» **Extracted material**:
== Segment start ==

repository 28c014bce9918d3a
pub mod commands;
pub mod handlers;
pub mod output;
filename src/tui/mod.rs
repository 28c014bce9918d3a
pub mod app;
pub mod input;
pub mod render;
pub mod theme;

pub use app::run;
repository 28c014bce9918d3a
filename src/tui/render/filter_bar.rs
use ratatui::Frame;
use ratatui::layout::{Constraint, Direction, Layout, Rect};
use ratatui::style::{Modifier, Style};
use ratatui::text::{Line, Span};
use ratatui::widgets::Paragraph;

use crate::model::{CategoryFilter, StatusFilter};
use crate::tui::app::{App, Mode};

/// Render the active filters with a separator line below
pub fn render_filter_bar(frame: &mut Frame, app: &App, area: Rect) {
    let chunks = Layout::default()
        .direction(Direction::Vertical)
        .constraints([
            Constraint::Length(1), // filters
            Constraint::Length(1), // separator
        ])
        .split(area);

    let bg = app.theme.background;
    let filter = app.manager.filter();
    let label = Style::default().fg(app.theme.dim).bg(bg);
    let value = |active: bool| {
        if active {
            Style::default()
                .fg(app.theme.highlight)
                .bg(bg)
                .add_modifier(Modifier::BOLD)
        } else {
            Style::default().fg(app.theme.text).bg(bg)
        }
    };
    let sep = Span::styled("  \u{2502}  ", Style::default().fg(app.theme.dim).bg(bg));

    let category_text = match filter.category {
        CategoryFilter::All => "all".to_string(),
        CategoryFilter::Only(category) => format!("{} {}", category.icon(), category.label()),
    };
    let mut spans = vec![
        Span::styled(" Status: ", label),
        Span::styled(
            filter.status.as_str(),
            value(filter.status != StatusFilter::All),
        ),
        sep.clone(),
        Span::styled("Category: ", label),
        Span::styled(category_text, value(filter.category != CategoryFilter::All)),
    ];
    // While typing, the status row shows the term instead
    if !filter.search().is_empty() && app.mode != Mode::Search {
        spans.push(sep);
        spans.push(Span::styled("Search: ", label));
        spans.push(Span::styled(filter.search().to_string(), value(true)));
    }

    frame.render_widget(
        Paragraph::new(Line::from(spans)).style(Style::default().bg(bg)),
        chunks[0],
    );

    let separator = "\u{2500}".repeat(chunks[1].width as usize);
    frame.render_widget(
        Paragraph::new(separator).style(Style::default().fg(app.theme.dim).bg(bg)),
        chunks[1],
    );
}

#[cfg(test)]
mod tests {
    use super::*;
    use crate::model::Category;
    use crate::tui::render::test_helpers::{TERM_W, app_with_tasks, render_to_string};

    #[test]
    fn default_filters() {
        let (_tmp, app) = app_with_tasks(&[]);
        let output = render_to_string(TERM_W, 2, |frame, area| render_filter_bar(frame, &app, area));
        let first = output.lines().next().unwrap();
        assert!(first.contains("Status: all"));
        assert!(first.contains("Category: all"));
        assert!(!first.contains("Search:"));
    }

    #[test]
    fn active_filters_and_search() {
        let (_tmp, mut app) = app_with_tasks(&[]);
        app.manager.set_status_filter(StatusFilter::Completed);
        app.manager.set_category_filter(CategoryFilter::Only(Category::Study));
        app.manager.set_search("Chapter");
        let output = render_to_string(TERM_W, 2, |frame, area| render_filter_bar(frame, &app, area));
        let first = output.lines().next().unwrap();
        assert!(first.contains("Status: completed"));
        assert!(first.contains("Study"));
        assert!(first.contains("Search: chapter"));
    }
}
use crossterm::event::{KeyCode, KeyEvent};

use crate::tui::app::{App, Mode};

use super::common::{jump_to_bottom, move_cursor};

pub(super) fn handle_navigate(app: &mut App, key: KeyEvent) {
    match key.code {
        KeyCode::Char('q') => app.should_quit = true,

        // Movement
        KeyCode::Char('j') | KeyCode::Down => move_cursor(app, 1),
        KeyCode::Char('k') | KeyCode::Up => move_cursor(app, -1),
        KeyCode::Char('g') | KeyCode::Home => app.cursor = 0,
        KeyCode::Char('G') | KeyCode::End => jump_to_bottom(app),

        KeyCode::Char(' ') | KeyCode::Char('x') => toggle_selected(app),

        KeyCode::Char('a') => {
            app.begin_input(Mode::Add, "");
        }
        KeyCode::Char('e') => {
            let Some(id) = app.selected_id() else { return };
            let Some(text) = app.manager.task(id).map(|t| t.text.clone()) else {
                return;
            };
            app.edit_target = Some(id);
            app.begin_input(Mode::Edit, &text);
        }
        KeyCode::Char('d') => {
            if let Some(id) = app.selected_id() {
                app.confirm_target = Some(id);
                app.mode = Mode::Confirm;
            }
        }

        // Search and filters
        KeyCode::Char('/') => {
            let term = app.manager.filter().search().to_string();
            app.begin_input(Mode::Search, &term);
        }
        KeyCode::Esc => {
            app.manager.set_search("");
            app.clamp_cursor();
        }
        KeyCode::Char('f') => {
            let next = app.manager.filter().status.next();
            app.manager.set_status_filter(next);
            app.clamp_cursor();
        }
        KeyCode::Char('c') => {
            let next = app.manager.filter().category.next();
            app.manager.set_category_filter(next);
            app.clamp_cursor();
        }

        KeyCode::Char('t') => {
            if app.with_store_lock(|m| m.toggle_theme()).is_some() {
                app.refresh_theme();
            }
        }
        _ => {}
    }
}

fn toggle_selected(app: &mut App) {
    let Some(id) = app.selected_id() else { return };
    app.with_store_lock(|m| m.toggle_task(id));
    // A status filter may have hidden the row
    app.clamp_cursor();
}
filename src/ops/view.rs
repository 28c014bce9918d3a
use chrono::NaiveDate;

use crate::model::{Category, Task, TaskFilter};
use crate::ops::search::filter_tasks;
use crate::ops::stats::{TaskStats, task_stats};
use crate::util::dates::format_date;

/// One displayed row of the task list
#[derive(Debug, Clone, PartialEq, Eq)]
pub struct TaskRow {
    pub id: u64,
    pub text: String,
    /// Display category (unknown stored tags show as general)
    pub category: Category,
    pub completed: bool,
    pub date_label: String,
}

impl TaskRow {
    fn from_task(task: &Task, today: NaiveDate) -> Self {
        TaskRow {
            id: task.id,
            text: task.text.clone(),
            category: task.display_category(),
            completed: task.completed,
            date_label: format_date(task, today),
        }
    }
}

/// Everything a front end needs to draw the list: the filtered rows and
/// statistics over the unfiltered list. An empty `rows` means the
/// empty-state indicator is shown instead of a list.
#[derive(Debug, Clone, PartialEq, Eq)]
pub struct TaskView {
    pub rows: Vec<TaskRow>,
    pub stats: TaskStats,
}

impl TaskView {
    pub fn is_empty(&self) -> bool {
        self.rows.is_empty()
    }
}

pub fn build_view(tasks: &[Task], filter: &TaskFilter, today: NaiveDate) -> TaskView {
    TaskView {
        rows: filter_tasks(tasks, filter)
            .into_iter()
            .map(|task| TaskRow::from_task(task, today))
            .collect(),
        stats: task_stats(tasks, today),
    }
}
use ratatui::Frame;
use ratatui::layout::Rect;
use ratatui::style::{Modifier, Style};
use ratatui::text::Span;
use ratatui::widgets::Paragraph;

use crate::controller::{CONFIRM_DELETE, NoticeKind, PROMPT_EDIT};
use crate::tui::app::{App, Mode};

use super::helpers::pad_between;

const NAVIGATE_HINTS: &str = "a add  e edit  d delete  / search  f status  c category  t theme  q quit";

/// Render the status row (bottom of screen)
pub fn render_status_row(frame: &mut Frame, app: &App, area: Rect) {
    let bg = app.theme.background;
    let width = area.width as usize;
    let dim = Style::default().fg(app.theme.dim).bg(bg);
    let bright = Style::default().fg(app.theme.text_bright).bg(bg);

    let line = match app.mode {
        Mode::Navigate => {
            if let Some(notice) = &app.status_message {
                let color = match notice.kind {
                    NoticeKind::Success => app.theme.green,
                    NoticeKind::Warning => app.theme.yellow,
                    NoticeKind::Removed => app.theme.red,
                };
                let msg = Span::styled(
                    format!(" {}", notice.message),
                    Style::default().fg(color).bg(bg).add_modifier(Modifier::BOLD),
                );
                pad_between(vec![msg], vec![], width, bg)
            } else if !app.manager.filter().search().is_empty() {
                // Active search stays visible, dimmed
                let term = Span::styled(format!(" /{}", app.manager.filter().search()), dim);
                pad_between(vec![term], vec![Span::styled("Esc clear ", dim)], width, bg)
            } else if app.ui.show_key_hints {
                pad_between(vec![Span::styled(format!(" {}", NAVIGATE_HINTS), dim)], vec![], width, bg)
            } else {
                pad_between(vec![], vec![], width, bg)
            }
        }
        Mode::Add => {
            let category = app.add_category;
            let mut left = vec![
                Span::styled(" Add ", bright),
                Span::styled(
                    format!("[{} {}]", category.icon(), category.label()),
                    Style::default()
                        .fg(app.theme.category_color(category))
                        .bg(bg),
                ),
                Span::styled(": ", bright),
            ];
            left.extend(input_spans(app));
            // Warning from a blank submit shows beside the prompt
            let right = match &app.status_message {
                Some(notice) => vec![Span::styled(
                    format!("{} ", notice.message),
                    Style::default().fg(app.theme.yellow).bg(bg),
                )],
                None => vec![Span::styled("Tab category  Enter add  Esc cancel ", dim)],
            };
            pad_between(left, right, width, bg)
        }
        Mode::Edit => {
            let mut left = vec![Span::styled(format!(" {} ", PROMPT_EDIT), bright)];
            left.extend(input_spans(app));
            pad_between(left, vec![Span::styled("Enter save  Esc cancel ", dim)], width, bg)
        }
        Mode::Search => {
            let mut left = vec![Span::styled(" /", bright)];
            left.extend(input_spans(app));
            pad_between(left, vec![Span::styled("Enter keep  Esc clear ", dim)], width, bg)
        }
        Mode::Confirm => {
            let question = Span::styled(
                format!(" {} ", CONFIRM_DELETE),
                Style::default().fg(app.theme.red).bg(bg),
            );
            pad_between(vec![question, Span::styled("(y/n)", bright)], vec![], width, bg)
        }
    };

    let paragraph = Paragraph::new(line).style(Style::default().bg(bg));
    frame.render_widget(paragraph, area);
}

/// The edit buffer with a block cursor at `edit_cursor`
fn input_spans(app: &App) -> Vec<Span<'static>> {
    let bg = app.theme.background;
    let text = Style::default().fg(app.theme.text_bright).bg(bg);
    let (before, after) = app.edit_buffer.split_at(app.edit_cursor);
    vec![
        Span::styled(before.to_string(), text),
        Span::styled("\u{258C}", Style::default().fg(app.theme.highlight).bg(bg)), // ▌ cursor
        Span::styled(after.to_string(), text),
    ]
}
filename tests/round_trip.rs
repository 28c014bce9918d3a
use pretty_assertions::assert_eq;
use std::fs;
use std::path::Path;
use tasklist::controller::{PresetAnswers, TaskManager};
use tasklist::io::config_io::{read_config, read_config_doc, set_config_value, write_config_doc};
use tasklist::io::store::{FileStore, KeyValueStore};
use tasklist::io::task_io::{TASKS_KEY, load_tasks, save_tasks};
use tasklist::model::{Category, ThemeMode};

fn fixture(name: &str) -> String {
    let path = Path::new(env!("CARGO_MANIFEST_DIR"))
        .join("tests/fixtures")
        .join(name);
    fs::read_to_string(&path).unwrap_or_else(|e| panic!("Could not read fixture {}: {}", name, e))
}

/// Copy a fixture into a fresh data directory under its stored key.
fn data_dir_with(name: &str, key: &str) -> tempfile::TempDir {
    let tmp = tempfile::TempDir::new().unwrap();
    fs::write(tmp.path().join(key), fixture(name)).unwrap();
    tmp
}

// ============================================================================
// Task list
// ============================================================================

#[test]
fn round_trip_saved_task_list() {
    let source = fixture("tasks.json");
    let tmp = data_dir_with("tasks.json", TASKS_KEY);
    let mut store = FileStore::new(tmp.path());

    let tasks = load_tasks(&store, None);
    save_tasks(&mut store, &tasks).unwrap();

    assert_eq!(store.get(TASKS_KEY).unwrap().unwrap(), source);
}

#[test]
fn saved_task_list_parse_correctness() {
    let tmp = data_dir_with("tasks.json", TASKS_KEY);
    let tasks = load_tasks(&FileStore::new(tmp.path()), None);

    assert_eq!(tasks.len(), 3);
    assert_eq!(tasks[0].id, 1715679000000);
    assert_eq!(tasks[0].display_category(), Category::Work);
    assert_eq!(tasks[1].text, "Café mit Jana ☕");
    assert!(tasks[1].completed);
    // Unknown tags stay on disk but display as general
    assert_eq!(tasks[2].category, "errands");
    assert_eq!(tasks[2].display_category(), Category::General);
}

#[test]
fn toggle_rewrites_only_the_target_task() {
    let source = fixture("tasks.json");
    let tmp = data_dir_with("tasks.json", TASKS_KEY);

    let mut manager = TaskManager::open(tmp.path());
    assert_eq!(manager.toggle_task(1715623200000).unwrap(), Some(false));

    let saved = fs::read_to_string(tmp.path().join(TASKS_KEY)).unwrap();
    let expected = source.replace(
        r#""Café mit Jana ☕","category":"personal","completed":true"#,
        r#""Café mit Jana ☕","category":"personal","completed":false"#,
    );
    assert_eq!(saved, expected);
}

#[test]
fn edit_keeps_unknown_category_tag() {
    let tmp = data_dir_with("tasks.json", TASKS_KEY);
    let mut manager = TaskManager::open(tmp.path());
    let mut ui = PresetAnswers::replying("Return all library books");
    manager.edit_task(1715500000000, &mut ui).unwrap();

    let reopened = TaskManager::open(tmp.path());
    let task = reopened.task(1715500000000).unwrap();
    assert_eq!(task.text, "Return all library books");
    assert_eq!(task.category, "errands");
}

#[test]
fn theme_survives_reopen() {
    let tmp = tempfile::TempDir::new().unwrap();
    let mut manager = TaskManager::open(tmp.path());
    assert_eq!(manager.theme(), ThemeMode::Light);
    manager.toggle_theme().unwrap();

    assert_eq!(TaskManager::open(tmp.path()).theme(), ThemeMode::Dark);
}

// ============================================================================
// Config
// ============================================================================

#[test]
fn round_trip_config() {
    let source = fixture("config.toml");
    let tmp = data_dir_with("config.toml", "config.toml");

    let doc = read_config_doc(tmp.path()).unwrap();
    write_config_doc(tmp.path(), &doc).unwrap();

    assert_eq!(fs::read_to_string(tmp.path().join("config.toml")).unwrap(), source);
}

#[test]
fn config_parse_correctness() {
    let tmp = data_dir_with("config.toml", "config.toml");
    let config = read_config(tmp.path()).unwrap();

    assert_eq!(config.ui.default_category, Category::Work);
    assert!(!config.ui.show_key_hints);
    assert_eq!(
        config.ui.colors.dark.get("background").map(String::as_str),
        Some("#002B36")
    );
    assert!(config.ui.colors.light.is_empty());
}

#[test]
fn config_set_keeps_comments_and_other_keys() {
    let tmp = data_dir_with("config.toml", "config.toml");

    let mut doc = read_config_doc(tmp.path()).unwrap();
    set_config_value(&mut doc, "colors.dark.text", "#93A1A1").unwrap();
    set_config_value(&mut doc, "colors.light.background", "#FDF6E3").unwrap();
    write_config_doc(tmp.path(), &doc).unwrap();

    let written = fs::read_to_string(tmp.path().join("config.toml")).unwrap();
    assert!(written.starts_with("# tasklist settings\n"));
    assert!(written.contains("# Solarized-ish dark palette"));
    assert!(written.contains(r##"background = "#002B36""##));

    let config = read_config(tmp.path()).unwrap();
    assert_eq!(config.ui.colors.dark["text"], "#93A1A1");
    assert_eq!(config.ui.colors.light["background"], "#FDF6E3");
    assert_eq!(config.ui.default_category, Category::Work);
}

== Segment end ==

» **Task item**: Return, word for word, every line from the top of the entries down to the line that holds "Constraint::Length(1), // filters", both included.

» **Output of the exercise**:
repository 28c014bce9918d3a
pub mod commands;
pub mod handlers;
pub mod output;
filename src/tui/mod.rs
repository 28c014bce9918d3a
pub mod app;
pub mod input;
pub mod render;
pub mod theme;

pub use app::run;
repository 28c014bce9918d3a
filename src/tui/render/filter_bar.rs
use ratatui::Frame;
use ratatui::layout::{Constraint, Direction, Layout, Rect};
use ratatui::style::{Modifier, Style};
use ratatui::text::{Line, Span};
use ratatui::widgets::Paragraph;

use crate::model::{CategoryFilter, StatusFilter};
use crate::tui::app::{App, Mode};

/// Render the active filters with a separator line below
pub fn render_filter_bar(frame: &mut Frame, app: &App, area: Rect) {
    let chunks = Layout::default()
        .direction(Direction::Vertical)
        .constraints([
            Constraint::Length(1), // filters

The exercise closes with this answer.